The reason this “player-join-data” feature was added to the netcode was specifically so we could allow players to bring their list of unlocked characters into network games, play as them, upgrade their stats, and unlock new characters. The further intention was that players could keep those changes across different network games, as well as carry them into single player.

Unfortunately, the amount of data required by the unlock list was significantly more than was safe to transmit when joining (kilobytes). And, even with substantial data packing work, impossible to fit inside the 64-byte warning limit I had set much earlier in development.

(Additionally, there is a limit on the total size of the “live” game state. And having four full unlock lists in game would have exceeded it.)

This left two other options: Simply use the unlock list of the host (the same as couch play); or allow the joining player to bring one of their characters into the game with them. For the vast majority of development, we went with the first option – as it required zero extra implementation effort. But we did keep the second option in the back of our minds, to perhaps implement when development time became available.

Then, about 4 days before we shipped, Daniel decided that this feature – in the form of the second option – was important enough for us to add at the last minute. (Meanwhile I was coming down with an extremely bad cold, made worse due to the stress and crunch time of launch.)

This was obviously too close to launch to do sufficient testing, or even to properly consider the ramifications of this change. This was further exacerbated by the fact that the change was purposely left out of patch notes (there were 3 more beta releases after the feature was added), explicitly because there were some unfixed bugs in the initial implementation. I am hazy as to whether the bugs were actually fixed before launch, but suffice to say the change never ended up being included in any beta patch notes.

Which brings me to the central thesis of this post: More is Less. By adding this feature, the menu flow when joining an online game was changed from this:

Join Game Old

[Select game type] → [Select game to join]

To this:

Join Game New

[Select game type] → [Select a save] → [Select a character] → [Select game to join]

Now players were selecting a save file when entering an online game. So their expectation was that any progress they made in the online game would be saved to that save file.

So, despite the fact we had added a feature to the game (the ability to play online as a character from your save), it was rightly perceived by players as a critical data-loss bug!
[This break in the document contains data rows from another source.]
//! Target oracle.
//!
//! The optimizer asks the backend a handful of questions: how wide its SIMD
//! registers are, which scalar opcodes have a vector form, and what it
//! knows about constant heap objects. [`SimulatedCpu`] answers them from
//! tables, which is what tests and benchmarks use.

use rustc_hash::{FxHashMap, FxHashSet};

use crate::ir::Opcode;

/// Backend queries used during optimization.
pub trait Cpu {
    /// SIMD register width in bytes; `0` disables vectorization.
    fn vector_register_size(&self) -> usize;

    /// Vector form of `opcode` on this target.
    fn vector_equivalent(&self, opcode: Opcode) -> Option<Opcode> {
        opcode.vector_equivalent()
    }

    /// Class pointer of the constant object at `ptr`.
    fn class_of(&self, ptr: u64) -> Option<u64>;

    /// Whether the constant at `ptr` is an instance (has a class).
    fn is_object(&self, ptr: u64) -> bool;

    /// GC type id of the constant object at `ptr`.
    fn type_id_of(&self, ptr: u64) -> Option<u32>;

    /// Subclass id range `[min, max]` of a class.
    fn subclass_range(&self, vtable: u64) -> Option<(i64, i64)>;
}

/// A constant heap object known to the simulated target.
#[derive(Debug, Clone, Copy, PartialEq, Eq)]
pub struct HeapObject {
    pub class: Option<u64>,
    pub type_id: u32,
}

/// Table-driven [`Cpu`].
#[derive(Debug, Clone, Default)]
pub struct SimulatedCpu {
    vector_register_size: usize,
    disabled_vector_ops: FxHashSet<Opcode>,
    objects: FxHashMap<u64, HeapObject>,
    classes: FxHashMap<u64, (i64, i64)>,
}

impl SimulatedCpu {
    pub fn new(vector_register_size: usize) -> Self {
        Self {
            vector_register_size,
            ..Self::default()
        }
    }

    /// 128-bit registers.
    pub fn sse() -> Self {
        Self::new(16)
    }

    /// 256-bit registers.
    pub fn avx2() -> Self {
        Self::new(32)
    }

    /// No SIMD support.
    pub fn scalar() -> Self {
        Self::new(0)
    }

    /// Register an instance of `class`.
    pub fn with_object(mut self, ptr: u64, class: u64, type_id: u32) -> Self {
        self.objects.insert(
            ptr,
            HeapObject {
                class: Some(class),
                type_id,
            },
        );
        self
    }

    /// Register a non-instance GC object.
    pub fn with_raw_object(mut self, ptr: u64, type_id: u32) -> Self {
        self.objects.insert(ptr, HeapObject { class: None, type_id });
        self
    }

    pub fn with_class(mut self, vtable: u64, min: i64, max: i64) -> Self {
        self.classes.insert(vtable, (min, max));
        self
    }

    /// Pretend the target lacks the vector form of `opcode`.
    pub fn without_vector_op(mut self, opcode: Opcode) -> Self {
        self.disabled_vector_ops.insert(opcode);
        self
    }
}

impl Cpu for SimulatedCpu {
    fn vector_register_size(&self) -> usize {
        self.vector_register_size
    }

    fn vector_equivalent(&self, opcode: Opcode) -> Option<Opcode> {
        if self.disabled_vector_ops.contains(&opcode) {
            return None;
        }
        opcode.vector_equivalent()
    }

    fn class_of(&self, ptr: u64) -> Option<u64> {
        self.objects.get(&ptr).and_then(|o| o.class)
    }

    fn is_object(&self, ptr: u64) -> bool {
        self.objects.get(&ptr).is_some_and(|o| o.class.is_some())
    }

    fn type_id_of(&self, ptr: u64) -> Option<u32> {
        self.objects.get(&ptr).map(|o| o.type_id)
    }

    fn subclass_range(&self, vtable: u64) -> Option<(i64, i64)> {
        self.classes.get(&vtable).copied()
    }
}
During the beta, where we did not present the save screen, no one batted an eye at the fact that we didn’t save characters in online play. But, after launch, with hundreds of players encountering the new menu flow, it immediately became our number one user complaint. (Even more than any of our actual data-loss bugs.)

So I have spent the last two weeks doing little else besides rewriting the game’s unlock system: Each character can now have their own unlock list, local multiplayer characters will share a list, that entire list comes with you into an online multiplayer game, and it is always saved back into the save file that it came from, even online.

Most of the work involved fixing the many systems that were written with the assumption that there was only a single game-wide unlock list. But there was also a great deal of work packing the data, so that the unlock list could be sent across the network at a reasonable size (238 bytes with all unlocks and no inventory). Plus I’ve fixed all of the bugs around unlocks and save games that I could find in the process.

River City Ransom: Underground just got significantly better. Especially for multiplayer. Now would be a great time to go and play it!